All of lore.kernel.org
 help / color / mirror / Atom feed
* ARM cortex A9 performance issue
@ 2011-07-07  9:18 rd bairva
  2011-07-07 15:27 ` Dave Martin
  0 siblings, 1 reply; 6+ messages in thread
From: rd bairva @ 2011-07-07  9:18 UTC (permalink / raw)
  To: linux-arm-kernel

Hi,

We are trying to benchmark ARM cortex A9 dual core behavior with
respect to single core
performance and also measuring it with respect to x86 dual core/single core.
Please find attached with the mail is c app which we are using for benchmarking.

Simple overview of C application:
- It creates a shared memory area using shm_open().
  in this shm area, it declares 2 Process shared pthread mutex, lets say L1, L2.
- then it forks to create a server_task and client task.
- server_task takes L1 lock, touches a shm area, unlock L2, in a loop.
- client_task takes L2 lock, touches a shm area, unlock L1, in a loop.
- This loop runs for N number of times that we measure.

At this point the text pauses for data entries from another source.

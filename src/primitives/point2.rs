//! 2D point type.

use num_traits::Float;

/// A 2D point with x and y coordinates.
///
/// Generic over floating-point types (`f32` or `f64`). Points are plain
/// values: two points are equal when their coordinates are.
#[derive(Debug, Clone, Copy, PartialEq)]
pub struct Point2<F> {
    pub x: F,
    pub y: F,
}

impl<F: Float> Point2<F> {
    /// Creates a new point.
    #[inline]
    pub fn new(x: F, y: F) -> Self {
        Self { x, y }
    }

    /// Creates a point at the origin (0, 0).
    #[inline]
    pub fn origin() -> Self {
        Self {
            x: F::zero(),
            y: F::zero(),
        }
    }

    /// Computes the squared distance to another point.
    #[inline]
    pub fn distance_squared(self, other: Self) -> F {
        let dx = other.x - self.x;
        let dy = other.y - self.y;
        dx * dx + dy * dy
    }

    /// Computes the Euclidean distance to another point.
    ///
    /// Does not overflow for widely separated points whose squared distance
    /// would exceed the float range.
    #[inline]
    pub fn distance(self, other: Self) -> F {
        (other.x - self.x).hypot(other.y - self.y)
    }

    /// Linearly interpolates between `self` and `other`.
    ///
    /// When `t = 0`, returns `self`. When `t = 1`, returns `other`.
    #[inline]
    pub fn lerp(self, other: Self, t: F) -> Self {
        Self {
            x: self.x + (other.x - self.x) * t,
            y: self.y + (other.y - self.y) * t,
        }
    }

    /// Reflects `other` through `self`.
    ///
    /// The result lies on the line through both points, at the same distance
    /// from `self` as `other` but on the opposite side.
    #[inline]
    pub fn reflect(self, other: Self) -> Self {
        Self {
            x: self.x + (self.x - other.x),
            y: self.y + (self.y - other.y),
        }
    }

    /// Returns `true` if both coordinates are finite.
    #[inline]
    pub fn is_finite(self) -> bool {
        self.x.is_finite() && self.y.is_finite()
    }
}

impl<F: Float> Default for Point2<F> {
    fn default() -> Self {
        Self::origin()
    }
}

impl<F: Float> From<(F, F)> for Point2<F> {
    fn from((x, y): (F, F)) -> Self {
        Self { x, y }
    }
}

impl<F: Float> From<[F; 2]> for Point2<F> {
    fn from([x, y]: [F; 2]) -> Self {
        Self { x, y }
    }
}

impl<F: Float> From<Point2<F>> for (F, F) {
    fn from(p: Point2<F>) -> Self {
        (p.x, p.y)
    }
}

impl<F: Float> From<Point2<F>> for [F; 2] {
    fn from(p: Point2<F>) -> Self {
        [p.x, p.y]
    }
}
//! Error types for curve evaluation.

use thiserror::Error;

/// Errors that can occur while sampling a curve.
#[derive(Debug, Clone, PartialEq, Error)]
pub enum CurveError {
    /// The number of samples per segment must be at least one.
    #[error("invalid subdivision count: must be at least 1")]
    InvalidSubdivisions,

    /// The parameterization exponent is outside `[0, 1]` (or NaN).
    #[error("invalid alpha {alpha}: must lie in [0, 1]")]
    InvalidAlpha {
        /// The rejected exponent, widened to `f64`.
        alpha: f64,
    },

    /// Two consecutive points produce a zero or non-finite knot interval.
    #[error("coincident or non-finite control points starting at index {index}")]
    CoincidentPoints {
        /// Index of the first point of the offending pair.
        index: usize,
    },

    /// A flat coordinate buffer does not hold whole `(x, y)` pairs.
    #[error("flat coordinate buffer has odd length {len}")]
    OddCoordinateCount {
        /// Length of the rejected buffer.
        len: usize,
    },
}
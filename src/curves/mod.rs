//! Curve sampling.

mod catmull_rom;
mod flat;

pub use catmull_rom::{
    catmull_rom_curve, catmull_rom_curve_with, CatmullRomOptions, DEFAULT_SUBDIVISIONS,
    LEGACY_SUBDIVISIONS,
};
pub use flat::{catmull_rom_curve_flat, points_from_flat, points_to_flat};
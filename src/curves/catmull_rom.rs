//! Catmull-Rom spline sampling.
//!
//! Catmull-Rom splines are C1-continuous interpolating splines that pass through
//! all control points. The tangent at each point is derived from its neighbors,
//! so a polyline can be smoothed without moving any of its vertices.
//!
//! # Example
//!
//! ```
//! use catrom::{Point2, curves::catmull_rom_curve};
//!
//! let points = vec![
//!     Point2::new(0.0, 0.0),
//!     Point2::new(1.0, 2.0),
//!     Point2::new(3.0, 2.0),
//!     Point2::new(4.0, 0.0),
//! ];
//!
//! let curve = catmull_rom_curve(&points, 8, 0.5).unwrap();
//! assert!(curve[0].distance(points[0]) < 1e-10);
//! assert_eq!(curve.last(), Some(&points[3]));
//! ```
//!
//! # Parameterization
//!
//! The `alpha` exponent controls how knots are spaced along the curve:
//! - `alpha = 0.0`: Uniform (standard Catmull-Rom)
//! - `alpha = 0.5`: Centripetal (avoids cusps and self-intersections)
//! - `alpha = 1.0`: Chordal
//!
//! Each segment is evaluated with the pyramidal formulation of Barry and
//! Goldman: three rounds of linear blending over the segment's knot intervals.
//! With uniform knots this is exactly the classical cubic basis-matrix form.

use crate::error::CurveError;
use crate::primitives::Point2;
use num_traits::Float;

/// Default number of samples generated per input segment.
pub const DEFAULT_SUBDIVISIONS: usize = 10;

/// Sampling resolution used by older polyline smoothing code.
pub const LEGACY_SUBDIVISIONS: usize = 16;

/// Sampling options for [`catmull_rom_curve_with`].
#[derive(Debug, Clone, Copy, PartialEq)]
pub struct CatmullRomOptions<F> {
    /// Samples per input segment (at least 1).
    pub subdivisions: usize,
    /// Parameterization exponent (0.0 = uniform, 0.5 = centripetal, 1.0 = chordal)
    pub alpha: F,
}

impl<F: Float> CatmullRomOptions<F> {
    /// Uniform parameterization (alpha = 0.0).
    pub fn uniform(subdivisions: usize) -> Self {
        Self {
            subdivisions,
            alpha: F::zero(),
        }
    }

    /// Centripetal parameterization (alpha = 0.5).
    ///
    /// Centripetal spacing avoids cusps and self-intersections on unevenly
    /// spaced points, making it the preferred choice for hand-drawn paths.
    pub fn centripetal(subdivisions: usize) -> Self {
        let one = F::one();
        Self {
            subdivisions,
            alpha: one / (one + one),
        }
    }

    /// Chordal parameterization (alpha = 1.0).
    pub fn chordal(subdivisions: usize) -> Self {
        Self {
            subdivisions,
            alpha: F::one(),
        }
    }

    /// Custom parameterization exponent.
    pub fn with_alpha(subdivisions: usize, alpha: F) -> Self {
        Self {
            subdivisions,
            alpha,
        }
    }

    /// Checks that `subdivisions >= 1` and `alpha` lies in `[0, 1]`.
    ///
    /// NaN is rejected. Out-of-range values are never clamped.
    pub fn validate(&self) -> Result<(), CurveError> {
        if self.subdivisions == 0 {
            return Err(CurveError::InvalidSubdivisions);
        }
        if !(self.alpha >= F::zero() && self.alpha <= F::one()) {
            return Err(CurveError::InvalidAlpha {
                alpha: self.alpha.to_f64().unwrap_or(f64::NAN),
            });
        }
        Ok(())
    }

    /// Returns how many points sampling `num_points` control points yields.
    pub fn sample_count(&self, num_points: usize) -> usize {
        let per_segment = self.subdivisions + 1;
        match num_points {
            0 | 1 => num_points,
            2 | 3 => (num_points - 1) * per_segment,
            _ => (num_points - 1) * per_segment + 1,
        }
    }
}

impl<F: Float> Default for CatmullRomOptions<F> {
    fn default() -> Self {
        Self::uniform(DEFAULT_SUBDIVISIONS)
    }
}

/// Samples the Catmull-Rom spline through `points`.
///
/// # Arguments
///
/// * `points` - Control points, in traversal order
/// * `subdivisions` - Samples per input segment (at least 1)
/// * `alpha` - Parameterization: 0.0 (uniform), 0.5 (centripetal), 1.0 (chordal)
///
/// # Returns
///
/// The sampled curve from the first to the last control point.
///
/// - Fewer than 2 points are returned unchanged.
/// - 2 or 3 points are joined by straight lines, `subdivisions + 1` samples
///   per segment with both ends included.
/// - 4 or more points produce `subdivisions + 1` samples per segment followed
///   by the last control point. The last sample of one segment coincides with
///   the first sample of the next; these duplicates are kept.
///
/// # Errors
///
/// - [`CurveError::InvalidSubdivisions`] if `subdivisions == 0`
/// - [`CurveError::InvalidAlpha`] if `alpha` is outside `[0, 1]`
/// - [`CurveError::CoincidentPoints`] if two consecutive points give a zero
///   or non-finite knot interval (only possible for `alpha > 0` unless a
///   coordinate is non-finite). Non-finite coordinates are also rejected on
///   the 2 and 3 point linear path.
///
/// # Example
///
/// ```
/// use catrom::{Point2, curves::catmull_rom_curve};
///
/// let points = vec![
///     Point2::new(0.0_f64, 0.0),
///     Point2::new(1.0, 1.0),
///     Point2::new(2.0, 0.0),
///     Point2::new(3.0, 1.0),
/// ];
///
/// let curve = catmull_rom_curve(&points, 4, 0.0).unwrap();
/// assert_eq!(curve.len(), 3 * 5 + 1);
///
/// // Every control point is hit at the start of its segment
/// assert!((curve[5].x - 1.0).abs() < 1e-10);
/// assert!((curve[5].y - 1.0).abs() < 1e-10);
/// ```
pub fn catmull_rom_curve<F: Float>(
    points: &[Point2<F>],
    subdivisions: usize,
    alpha: F,
) -> Result<Vec<Point2<F>>, CurveError> {
    catmull_rom_curve_with(points, &CatmullRomOptions::with_alpha(subdivisions, alpha))
}

/// Samples the Catmull-Rom spline through `points` using `options`.
///
/// See [`catmull_rom_curve`] for the shape of the result and the errors.
pub fn catmull_rom_curve_with<F: Float>(
    points: &[Point2<F>],
    options: &CatmullRomOptions<F>,
) -> Result<Vec<Point2<F>>, CurveError> {
    options.validate()?;

    let n = points.len();
    if n < 2 {
        return Ok(points.to_vec());
    }

    let subdivisions = options.subdivisions;
    let steps = F::from(subdivisions).unwrap();

    if n < 4 {
        if let Some(index) = points
            .windows(2)
            .position(|pair| !(pair[0].is_finite() && pair[1].is_finite()))
        {
            return Err(CurveError::CoincidentPoints { index });
        }

        log::debug!(
            "catmull-rom: {} points, falling back to linear interpolation",
            n
        );
        return Ok(linear_curve(points, subdivisions, steps));
    }

    let extended = mirror_endpoints(points);
    let intervals = knot_intervals(&extended, options.alpha)?;

    let mut result = Vec::with_capacity(options.sample_count(n));
    for (i, quad) in extended.windows(4).enumerate() {
        let window = Window::new(quad, &intervals[i..i + 3]);
        window.sample_into(subdivisions, steps, &mut result);
    }

    // Close the curve exactly on the last control point
    result.push(points[n - 1]);

    log::trace!(
        "catmull-rom: {} points, {} windows, {} samples",
        n,
        n - 1,
        result.len()
    );

    Ok(result)
}

/// Straight-line sampling for 2 or 3 points.
fn linear_curve<F: Float>(points: &[Point2<F>], subdivisions: usize, steps: F) -> Vec<Point2<F>> {
    let mut result = Vec::with_capacity((points.len() - 1) * (subdivisions + 1));

    for pair in points.windows(2) {
        let (a, b) = (pair[0], pair[1]);
        result.push(a);

        let mut j = F::zero();
        for _ in 1..subdivisions {
            j = j + F::one();
            result.push(a.lerp(b, j / steps));
        }

        result.push(b);
    }

    result
}

/// Returns `points` with a reflected neighbor added at each end.
///
/// The second point is mirrored through the first and the second-to-last
/// through the last, so the end segments have a tangent to work with.
fn mirror_endpoints<F: Float>(points: &[Point2<F>]) -> Vec<Point2<F>> {
    let n = points.len();
    let mut extended = Vec::with_capacity(n + 2);
    extended.push(points[0].reflect(points[1]));
    extended.extend_from_slice(points);
    extended.push(points[n - 1].reflect(points[n - 2]));
    extended
}

/// Computes `distance^alpha` between each pair of consecutive extended points.
///
/// Fails on the first interval that is zero or non-finite, reporting the
/// index in the original (unextended) control sequence.
fn knot_intervals<F: Float>(extended: &[Point2<F>], alpha: F) -> Result<Vec<F>, CurveError> {
    let last_pair = extended.len() - 4;

    extended
        .windows(2)
        .enumerate()
        .map(|(e, pair)| {
            let distance = pair[0].distance(pair[1]);
            let interval = distance.powf(alpha);
            if distance.is_finite() && interval.is_finite() && interval > F::zero() {
                Ok(interval)
            } else {
                Err(CurveError::CoincidentPoints {
                    index: e.saturating_sub(1).min(last_pair),
                })
            }
        })
        .collect()
}

/// One spline segment: four points, their knots, and the reciprocal knot
/// spans shared by every sample of the segment.
struct Window<F> {
    p: [Point2<F>; 4],
    t: [F; 4],
    inv_10: F,
    inv_21: F,
    inv_32: F,
    inv_20: F,
    inv_31: F,
}

impl<F: Float> Window<F> {
    fn new(quad: &[Point2<F>], intervals: &[F]) -> Self {
        let t0 = F::zero();
        let t1 = t0 + intervals[0];
        let t2 = t1 + intervals[1];
        let t3 = t2 + intervals[2];

        Self {
            p: [quad[0], quad[1], quad[2], quad[3]],
            t: [t0, t1, t2, t3],
            inv_10: (t1 - t0).recip(),
            inv_21: (t2 - t1).recip(),
            inv_32: (t3 - t2).recip(),
            inv_20: (t2 - t0).recip(),
            inv_31: (t3 - t1).recip(),
        }
    }

    /// Pushes `subdivisions + 1` samples from `p[1]` to `p[2]` inclusive.
    fn sample_into(&self, subdivisions: usize, steps: F, out: &mut Vec<Point2<F>>) {
        let [_, t1, t2, _] = self.t;
        let span = t2 - t1;

        let mut j = F::zero();
        for _ in 0..subdivisions {
            out.push(self.eval(t1 + span * (j / steps)));
            j = j + F::one();
        }
        out.push(self.eval(t2));
    }

    /// Evaluates the segment at knot parameter `t` in `[t1, t2]`.
    fn eval(&self, t: F) -> Point2<F> {
        let [p0, p1, p2, p3] = self.p;
        let [t0, t1, t2, t3] = self.t;

        let t_t0 = t - t0;
        let t_t1 = t - t1;
        let t_t2 = t - t2;
        let t1_t = t1 - t;
        let t2_t = t2 - t;
        let t3_t = t3 - t;

        let a1 = blend(p0, t1_t, p1, t_t0, self.inv_10);
        let a2 = blend(p1, t2_t, p2, t_t1, self.inv_21);
        let a3 = blend(p2, t3_t, p3, t_t2, self.inv_32);

        let b1 = blend(a1, t2_t, a2, t_t0, self.inv_20);
        let b2 = blend(a2, t3_t, a3, t_t1, self.inv_31);

        blend(b1, t2_t, b2, t_t1, self.inv_21)
    }
}

/// `(a * wa + b * wb) * inv`, with the weights scaled before they touch the
/// coordinates so large knot spans cannot overflow the products.
#[inline]
fn blend<F: Float>(a: Point2<F>, wa: F, b: Point2<F>, wb: F, inv: F) -> Point2<F> {
    let (wa, wb) = (wa * inv, wb * inv);
    Point2::new(a.x * wa + b.x * wb, a.y * wa + b.y * wb)
}
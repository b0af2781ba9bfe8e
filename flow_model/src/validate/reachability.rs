//! Reachability analysis over a card's question graph.
//!
//! Questions form a directed graph whose edges are `navigate_to_question`
//! actions, including ones nested inside composite actions. Traversal keeps
//! a visited set, so cycles and shared paths terminate.

use std::collections::HashSet;

use crate::action::{Action, ActionKind};
use crate::card::{Card, Question};
use crate::id::QuestionId;

/// Ids of all questions reachable from the card's start question.
///
/// Empty when the card has no resolvable start.
pub fn reachable_question_ids(card: &Card) -> HashSet<QuestionId> {
    let mut visited: HashSet<QuestionId> = HashSet::new();
    let mut stack: Vec<&Question> = match card.start_question() {
        Some(start) => vec![start],
        None => return visited,
    };

    while let Some(question) = stack.pop() {
        if !visited.insert(question.id.clone()) {
            continue;
        }
        for answer in &question.answers {
            for action in &answer.actions {
                collect_targets(action, &mut |target| {
                    if !visited.contains(target) {
                        if let Some(next) = card.question(target) {
                            stack.push(next);
                        }
                    }
                });
            }
        }
    }

    visited
}

/// Questions that can never be shown because no path from the start
/// question leads to them.
pub fn unreachable_questions(card: &Card) -> Vec<&Question> {
    let reachable = reachable_question_ids(card);
    card.questions
        .iter()
        .filter(|q| !reachable.contains(&q.id))
        .collect()
}

fn collect_targets<'a>(action: &'a Action, f: &mut impl FnMut(&'a QuestionId)) {
    if let ActionKind::NavigateToQuestion { question_id } = &action.kind {
        f(question_id);
    }
    for nested in action.kind.nested_actions() {
        collect_targets(nested, f);
    }
}
//! # Flow Engine
//!
//! The runtime half of Cardflow. This crate takes authored documents from
//! `flow_model` and runs conversations over them: it compiles cards into
//! render-ready flows, finds cards for free-text queries, resolves answer
//! actions into typed outcomes, and tracks each conversation's position,
//! history, and data.
//!
//! ## Core Components
//!
//! - **compiler**: cards to presentable flows, plus per-visitor rendering
//! - **search**: lexical card matching with deterministic scoring, and
//!   link-based suggestions
//! - **dispatch**: guard evaluation and action-to-outcome resolution
//! - **context**: per-session state, the only mutable piece at runtime
//! - **store**: keyed document persistence for systems and contexts
//!
//! ## Design Philosophy
//!
//! - **Outcomes over effects**: dispatch describes what should happen;
//!   executing transfers, messages, and webhooks is the caller's job
//! - **Data over exceptions**: search misses, stale writes, and unknown
//!   action types are ordinary values
//! - **Deterministic core**: no randomness inside the engine; weighted and
//!   random selections come back as data for the caller to draw from

pub mod compiler;
pub mod context;
pub mod dispatch;
pub mod search;
pub mod store;

pub use compiler::*;
pub use context::*;
pub use dispatch::*;
pub use search::*;
pub use store::*;
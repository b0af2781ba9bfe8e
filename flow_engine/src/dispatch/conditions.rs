//! Guard evaluation against a live context.

use flow_model::Condition;

use crate::context::ConversationContext;

/// True when every condition holds. An empty list always holds.
pub fn conditions_hold(context: &ConversationContext, conditions: &[Condition]) -> bool {
    conditions
        .iter()
        .all(|condition| condition_holds(context, condition))
}

/// Evaluate one condition. Missing fields and variables compare unequal.
pub fn condition_holds(context: &ConversationContext, condition: &Condition) -> bool {
    match condition {
        Condition::UserData { field, equals } => context.user_data().get(field) == Some(equals),
        Condition::Variable { name, equals } => context.variable(name) == Some(equals),
        Condition::HistoryContains { card_id } => context
            .history()
            .iter()
            .any(|entry| &entry.card_id == card_id),
    }
}

#[cfg(test)]
mod tests {
    use super::*;
    use flow_model::defaults::default_system;
    use flow_model::CardId;
    use serde_json::json;

    fn fresh_context() -> (flow_model::System, ConversationContext) {
        let system = default_system();
        let context = ConversationContext::for_system(&system, "sess-1").unwrap();
        (system, context)
    }

    #[test]
    fn test_empty_condition_lists_hold() {
        let (_, context) = fresh_context();
        assert!(conditions_hold(&context, &[]));
    }

    #[test]
    fn test_user_data_conditions() {
        let (_, mut context) = fresh_context();
        let condition = Condition::user_data("plan", json!("pro"));

        assert!(!condition_holds(&context, &condition));
        context.set_user_data("plan", json!("pro"));
        assert!(condition_holds(&context, &condition));
        context.set_user_data("plan", json!("free"));
        assert!(!condition_holds(&context, &condition));
    }

    #[test]
    fn test_variable_conditions() {
        let (_, mut context) = fresh_context();
        let condition = Condition::variable("mood", json!("friendly"));

        assert!(!condition_holds(&context, &condition));
        context.set_variable("mood", json!("friendly"));
        assert!(condition_holds(&context, &condition));
    }

    #[test]
    fn test_history_conditions_match_visited_cards() {
        let (system, mut context) = fresh_context();

        let visited = Condition::history_contains(CardId::from_raw("welcome"));
        let unvisited = Condition::history_contains(CardId::from_raw("human-support"));
        assert!(condition_holds(&context, &visited));
        assert!(!condition_holds(&context, &unvisited));

        context.go_to_card(&system, CardId::from_raw("human-support"), None);
        assert!(condition_holds(&context, &unvisited));
    }

    #[test]
    fn test_all_conditions_must_hold() {
        let (_, mut context) = fresh_context();
        context.set_variable("mood", json!("friendly"));

        let both = [
            Condition::variable("mood", json!("friendly")),
            Condition::user_data("plan", json!("pro")),
        ];
        assert!(!conditions_hold(&context, &both));

        context.set_user_data("plan", json!("pro"));
        assert!(conditions_hold(&context, &both));
    }
}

Here are the results for N/sec for different CPUs.

Platform              Up cores              req/sec                cpuload
Cortexa9                    2                              ~44000
            100%
Cortexa9                    1                              ~18000
            100%
X86                            2                              ~64000
               35%
X86                            1                              ~458886
             100%     (1 cpu down by sysfs)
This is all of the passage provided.